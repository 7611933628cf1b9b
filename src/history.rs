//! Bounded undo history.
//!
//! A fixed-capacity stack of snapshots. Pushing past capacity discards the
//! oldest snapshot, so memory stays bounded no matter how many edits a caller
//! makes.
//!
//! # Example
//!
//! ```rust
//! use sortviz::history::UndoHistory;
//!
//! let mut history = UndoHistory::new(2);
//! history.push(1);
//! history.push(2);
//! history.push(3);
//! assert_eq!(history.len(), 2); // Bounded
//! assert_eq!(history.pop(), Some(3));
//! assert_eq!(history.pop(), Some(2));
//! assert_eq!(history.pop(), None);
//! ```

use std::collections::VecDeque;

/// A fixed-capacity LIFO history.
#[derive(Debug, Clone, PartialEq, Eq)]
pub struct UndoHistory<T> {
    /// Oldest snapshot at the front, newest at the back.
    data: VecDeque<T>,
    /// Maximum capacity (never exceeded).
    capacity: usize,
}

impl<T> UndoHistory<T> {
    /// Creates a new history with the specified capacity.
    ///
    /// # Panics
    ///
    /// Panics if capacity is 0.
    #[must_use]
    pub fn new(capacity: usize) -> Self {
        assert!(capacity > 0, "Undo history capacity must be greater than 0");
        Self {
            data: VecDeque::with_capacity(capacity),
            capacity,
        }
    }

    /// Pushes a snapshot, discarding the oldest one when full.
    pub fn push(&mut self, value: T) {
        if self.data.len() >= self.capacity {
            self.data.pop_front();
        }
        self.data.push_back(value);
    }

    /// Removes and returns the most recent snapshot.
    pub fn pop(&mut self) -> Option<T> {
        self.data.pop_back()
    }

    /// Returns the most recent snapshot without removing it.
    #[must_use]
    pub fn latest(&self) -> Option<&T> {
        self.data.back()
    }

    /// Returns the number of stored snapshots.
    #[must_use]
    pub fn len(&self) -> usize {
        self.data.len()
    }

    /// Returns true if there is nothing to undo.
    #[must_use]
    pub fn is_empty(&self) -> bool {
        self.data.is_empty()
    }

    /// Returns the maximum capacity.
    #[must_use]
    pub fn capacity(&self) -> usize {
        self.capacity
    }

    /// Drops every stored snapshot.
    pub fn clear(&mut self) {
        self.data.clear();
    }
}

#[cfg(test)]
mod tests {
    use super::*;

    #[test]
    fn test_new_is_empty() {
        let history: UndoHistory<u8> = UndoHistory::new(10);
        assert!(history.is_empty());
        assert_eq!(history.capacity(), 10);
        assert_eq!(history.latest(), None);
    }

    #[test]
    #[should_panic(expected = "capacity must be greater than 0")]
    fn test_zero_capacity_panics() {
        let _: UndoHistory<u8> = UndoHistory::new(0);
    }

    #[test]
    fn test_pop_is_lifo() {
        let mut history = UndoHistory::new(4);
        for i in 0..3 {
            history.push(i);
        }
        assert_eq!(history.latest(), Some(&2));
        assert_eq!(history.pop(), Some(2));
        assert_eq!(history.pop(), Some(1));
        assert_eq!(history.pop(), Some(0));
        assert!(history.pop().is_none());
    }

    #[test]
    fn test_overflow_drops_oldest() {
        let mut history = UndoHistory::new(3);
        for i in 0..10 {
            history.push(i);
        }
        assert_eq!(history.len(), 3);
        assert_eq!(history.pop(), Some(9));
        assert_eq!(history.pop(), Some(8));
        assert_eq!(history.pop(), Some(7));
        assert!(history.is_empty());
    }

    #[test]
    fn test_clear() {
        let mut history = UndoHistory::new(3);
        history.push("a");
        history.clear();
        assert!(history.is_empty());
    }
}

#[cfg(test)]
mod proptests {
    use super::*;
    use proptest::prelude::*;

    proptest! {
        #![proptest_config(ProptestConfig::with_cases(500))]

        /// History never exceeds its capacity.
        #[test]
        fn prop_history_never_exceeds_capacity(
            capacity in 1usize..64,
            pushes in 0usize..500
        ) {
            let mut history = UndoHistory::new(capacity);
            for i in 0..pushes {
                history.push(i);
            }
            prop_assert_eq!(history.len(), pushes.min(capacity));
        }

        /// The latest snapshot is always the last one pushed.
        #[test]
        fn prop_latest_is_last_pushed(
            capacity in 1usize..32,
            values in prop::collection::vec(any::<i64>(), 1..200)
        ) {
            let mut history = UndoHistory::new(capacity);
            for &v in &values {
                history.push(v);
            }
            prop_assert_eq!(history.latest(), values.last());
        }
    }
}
* * *
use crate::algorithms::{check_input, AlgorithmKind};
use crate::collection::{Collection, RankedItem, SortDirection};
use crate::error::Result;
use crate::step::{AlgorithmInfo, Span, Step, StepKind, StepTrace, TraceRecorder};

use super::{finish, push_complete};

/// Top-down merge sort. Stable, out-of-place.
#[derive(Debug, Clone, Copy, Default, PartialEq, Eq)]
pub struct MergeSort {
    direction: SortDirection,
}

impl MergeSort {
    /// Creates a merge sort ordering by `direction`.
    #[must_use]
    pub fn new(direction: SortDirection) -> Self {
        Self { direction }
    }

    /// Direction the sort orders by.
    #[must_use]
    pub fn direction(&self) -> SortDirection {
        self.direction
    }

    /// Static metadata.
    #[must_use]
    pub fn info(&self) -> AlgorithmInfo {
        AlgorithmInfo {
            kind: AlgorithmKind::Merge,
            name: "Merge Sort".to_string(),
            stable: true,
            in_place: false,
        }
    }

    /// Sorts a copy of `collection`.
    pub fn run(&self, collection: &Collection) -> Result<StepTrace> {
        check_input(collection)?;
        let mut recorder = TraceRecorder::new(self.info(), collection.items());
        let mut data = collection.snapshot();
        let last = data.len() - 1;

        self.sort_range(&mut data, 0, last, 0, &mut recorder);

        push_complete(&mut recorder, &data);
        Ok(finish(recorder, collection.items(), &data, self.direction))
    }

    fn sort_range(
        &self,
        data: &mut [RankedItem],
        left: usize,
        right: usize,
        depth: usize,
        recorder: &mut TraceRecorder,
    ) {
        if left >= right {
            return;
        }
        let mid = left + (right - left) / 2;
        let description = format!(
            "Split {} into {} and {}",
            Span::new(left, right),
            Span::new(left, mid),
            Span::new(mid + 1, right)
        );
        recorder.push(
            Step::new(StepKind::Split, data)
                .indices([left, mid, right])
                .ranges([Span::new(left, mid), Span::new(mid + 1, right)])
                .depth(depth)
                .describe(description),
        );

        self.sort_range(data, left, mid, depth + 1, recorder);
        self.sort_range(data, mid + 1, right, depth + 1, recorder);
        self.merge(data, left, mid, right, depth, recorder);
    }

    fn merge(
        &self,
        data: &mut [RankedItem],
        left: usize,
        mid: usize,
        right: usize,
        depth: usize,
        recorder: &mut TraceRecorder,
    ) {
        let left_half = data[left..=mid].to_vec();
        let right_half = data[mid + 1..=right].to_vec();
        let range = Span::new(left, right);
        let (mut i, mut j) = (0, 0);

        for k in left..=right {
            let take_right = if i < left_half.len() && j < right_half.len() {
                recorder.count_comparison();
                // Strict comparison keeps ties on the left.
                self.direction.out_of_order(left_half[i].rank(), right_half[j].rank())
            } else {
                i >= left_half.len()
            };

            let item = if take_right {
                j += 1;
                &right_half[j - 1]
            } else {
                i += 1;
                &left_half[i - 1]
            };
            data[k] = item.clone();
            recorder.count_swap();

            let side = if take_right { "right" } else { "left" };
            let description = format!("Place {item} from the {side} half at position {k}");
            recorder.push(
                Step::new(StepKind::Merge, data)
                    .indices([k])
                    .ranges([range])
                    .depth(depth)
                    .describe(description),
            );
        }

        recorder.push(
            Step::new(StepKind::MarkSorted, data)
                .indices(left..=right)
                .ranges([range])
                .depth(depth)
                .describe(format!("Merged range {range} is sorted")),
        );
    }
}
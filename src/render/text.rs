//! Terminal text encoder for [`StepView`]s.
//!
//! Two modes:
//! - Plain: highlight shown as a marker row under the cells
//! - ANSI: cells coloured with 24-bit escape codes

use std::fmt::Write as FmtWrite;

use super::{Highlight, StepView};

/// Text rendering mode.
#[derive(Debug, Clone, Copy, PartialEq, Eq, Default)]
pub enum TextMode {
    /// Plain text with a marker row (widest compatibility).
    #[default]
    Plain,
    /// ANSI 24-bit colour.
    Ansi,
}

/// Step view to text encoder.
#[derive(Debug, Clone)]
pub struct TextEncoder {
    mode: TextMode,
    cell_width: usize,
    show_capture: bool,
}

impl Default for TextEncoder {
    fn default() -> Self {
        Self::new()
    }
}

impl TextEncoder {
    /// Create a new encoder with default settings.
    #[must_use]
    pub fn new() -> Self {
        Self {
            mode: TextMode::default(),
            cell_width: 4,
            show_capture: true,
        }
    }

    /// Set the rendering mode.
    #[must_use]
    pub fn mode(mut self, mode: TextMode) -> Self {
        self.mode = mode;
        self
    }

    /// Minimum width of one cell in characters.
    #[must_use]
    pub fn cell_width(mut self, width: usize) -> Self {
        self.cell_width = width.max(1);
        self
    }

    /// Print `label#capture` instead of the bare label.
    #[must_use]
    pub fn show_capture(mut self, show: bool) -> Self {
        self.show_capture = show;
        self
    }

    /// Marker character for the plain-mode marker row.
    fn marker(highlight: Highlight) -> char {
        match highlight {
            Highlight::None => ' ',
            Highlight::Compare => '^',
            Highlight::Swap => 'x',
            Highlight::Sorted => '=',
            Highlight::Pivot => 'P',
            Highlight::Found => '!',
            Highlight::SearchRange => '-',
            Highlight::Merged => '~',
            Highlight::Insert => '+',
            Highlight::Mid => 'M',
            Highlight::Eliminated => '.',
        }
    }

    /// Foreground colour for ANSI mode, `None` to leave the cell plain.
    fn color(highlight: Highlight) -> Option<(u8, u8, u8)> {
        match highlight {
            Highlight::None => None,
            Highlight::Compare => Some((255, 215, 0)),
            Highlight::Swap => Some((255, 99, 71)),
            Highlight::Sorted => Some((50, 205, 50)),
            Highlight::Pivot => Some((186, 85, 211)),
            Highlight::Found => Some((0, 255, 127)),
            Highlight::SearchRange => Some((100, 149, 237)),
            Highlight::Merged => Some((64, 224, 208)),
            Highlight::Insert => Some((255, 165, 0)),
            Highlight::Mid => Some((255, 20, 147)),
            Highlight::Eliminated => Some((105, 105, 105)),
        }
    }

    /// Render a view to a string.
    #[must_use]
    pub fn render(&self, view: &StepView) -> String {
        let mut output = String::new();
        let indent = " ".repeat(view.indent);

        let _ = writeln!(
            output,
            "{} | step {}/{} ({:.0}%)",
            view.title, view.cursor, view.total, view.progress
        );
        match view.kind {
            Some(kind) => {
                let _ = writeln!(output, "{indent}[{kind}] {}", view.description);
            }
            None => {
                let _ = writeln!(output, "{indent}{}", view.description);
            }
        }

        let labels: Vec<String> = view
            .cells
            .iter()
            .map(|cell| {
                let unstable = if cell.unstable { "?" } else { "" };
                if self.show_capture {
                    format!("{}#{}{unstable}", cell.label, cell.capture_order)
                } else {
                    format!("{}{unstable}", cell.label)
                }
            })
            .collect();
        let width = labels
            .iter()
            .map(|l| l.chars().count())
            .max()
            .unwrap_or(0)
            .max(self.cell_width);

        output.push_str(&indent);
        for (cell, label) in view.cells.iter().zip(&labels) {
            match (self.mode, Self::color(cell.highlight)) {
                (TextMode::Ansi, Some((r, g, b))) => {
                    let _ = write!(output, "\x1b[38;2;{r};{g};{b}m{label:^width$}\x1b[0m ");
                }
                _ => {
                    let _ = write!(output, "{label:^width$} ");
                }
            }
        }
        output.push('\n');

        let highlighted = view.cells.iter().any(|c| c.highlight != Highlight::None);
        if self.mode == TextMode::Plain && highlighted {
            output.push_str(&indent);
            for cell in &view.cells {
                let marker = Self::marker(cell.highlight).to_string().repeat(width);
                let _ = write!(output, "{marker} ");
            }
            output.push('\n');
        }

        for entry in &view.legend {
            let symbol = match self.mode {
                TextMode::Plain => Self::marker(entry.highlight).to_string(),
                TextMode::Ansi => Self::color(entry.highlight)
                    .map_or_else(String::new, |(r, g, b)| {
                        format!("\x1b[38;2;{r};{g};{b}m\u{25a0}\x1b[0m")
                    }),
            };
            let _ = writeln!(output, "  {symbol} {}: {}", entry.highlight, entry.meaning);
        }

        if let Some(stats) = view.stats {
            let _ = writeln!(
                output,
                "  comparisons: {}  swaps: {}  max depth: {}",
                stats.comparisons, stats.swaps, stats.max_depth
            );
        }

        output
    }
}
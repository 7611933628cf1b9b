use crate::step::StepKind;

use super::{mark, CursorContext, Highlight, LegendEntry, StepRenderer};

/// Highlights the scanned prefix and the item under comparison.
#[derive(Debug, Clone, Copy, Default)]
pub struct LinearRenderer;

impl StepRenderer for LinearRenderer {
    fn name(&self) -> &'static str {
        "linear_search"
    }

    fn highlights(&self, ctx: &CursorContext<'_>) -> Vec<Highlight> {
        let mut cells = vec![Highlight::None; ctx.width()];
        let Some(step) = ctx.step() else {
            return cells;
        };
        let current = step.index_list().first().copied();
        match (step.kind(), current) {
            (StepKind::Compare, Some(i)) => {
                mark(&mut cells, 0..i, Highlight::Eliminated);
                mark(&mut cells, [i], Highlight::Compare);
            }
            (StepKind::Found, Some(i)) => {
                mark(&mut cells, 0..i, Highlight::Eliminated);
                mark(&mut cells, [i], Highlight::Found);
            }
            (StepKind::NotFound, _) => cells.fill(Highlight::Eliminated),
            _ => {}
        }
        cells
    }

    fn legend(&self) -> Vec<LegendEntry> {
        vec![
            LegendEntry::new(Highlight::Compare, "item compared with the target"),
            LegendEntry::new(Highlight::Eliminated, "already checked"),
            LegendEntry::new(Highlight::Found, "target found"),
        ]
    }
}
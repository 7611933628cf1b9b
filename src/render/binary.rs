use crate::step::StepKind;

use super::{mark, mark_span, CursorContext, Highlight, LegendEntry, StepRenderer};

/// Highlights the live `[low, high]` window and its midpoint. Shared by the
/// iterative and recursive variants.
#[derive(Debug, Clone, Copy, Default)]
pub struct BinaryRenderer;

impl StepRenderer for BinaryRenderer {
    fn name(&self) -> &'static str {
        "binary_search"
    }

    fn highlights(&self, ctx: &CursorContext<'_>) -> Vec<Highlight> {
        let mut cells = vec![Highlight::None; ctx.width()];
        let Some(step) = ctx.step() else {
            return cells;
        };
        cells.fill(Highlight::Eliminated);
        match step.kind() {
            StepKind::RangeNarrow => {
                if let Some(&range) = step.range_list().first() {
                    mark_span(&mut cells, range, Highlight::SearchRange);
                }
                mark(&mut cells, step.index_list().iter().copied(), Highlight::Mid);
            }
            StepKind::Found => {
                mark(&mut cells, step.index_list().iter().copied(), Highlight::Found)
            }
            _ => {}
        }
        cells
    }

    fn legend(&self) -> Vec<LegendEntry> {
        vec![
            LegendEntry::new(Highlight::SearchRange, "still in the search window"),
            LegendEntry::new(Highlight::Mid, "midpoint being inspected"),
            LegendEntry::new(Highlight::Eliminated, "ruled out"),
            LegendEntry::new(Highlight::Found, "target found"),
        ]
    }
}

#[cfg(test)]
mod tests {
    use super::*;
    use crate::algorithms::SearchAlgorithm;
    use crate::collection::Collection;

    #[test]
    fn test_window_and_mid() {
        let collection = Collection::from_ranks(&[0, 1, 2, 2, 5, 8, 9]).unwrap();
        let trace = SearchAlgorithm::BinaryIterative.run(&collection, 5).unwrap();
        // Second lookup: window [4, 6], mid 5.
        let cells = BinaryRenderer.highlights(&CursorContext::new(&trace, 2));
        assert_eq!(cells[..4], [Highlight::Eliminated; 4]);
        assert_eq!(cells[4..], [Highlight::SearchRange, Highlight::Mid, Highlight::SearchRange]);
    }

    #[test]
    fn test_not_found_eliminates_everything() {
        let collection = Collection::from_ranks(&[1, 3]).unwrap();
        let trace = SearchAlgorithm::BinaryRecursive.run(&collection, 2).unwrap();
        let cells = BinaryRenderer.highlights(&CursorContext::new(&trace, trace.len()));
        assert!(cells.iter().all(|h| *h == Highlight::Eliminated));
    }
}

• Exercise: Each line containing the word "derive" needs to be copied from the data above.

• Answer space:
#[derive(Debug, Clone, PartialEq, Eq)]
#[derive(Debug, Clone, Copy, Default, PartialEq, Eq)]
#[derive(Debug, Clone, Copy, PartialEq, Eq, Default)]
#[derive(Debug, Clone)]
#[derive(Debug, Clone, Copy, Default)]
#[derive(Debug, Clone, Copy, Default)]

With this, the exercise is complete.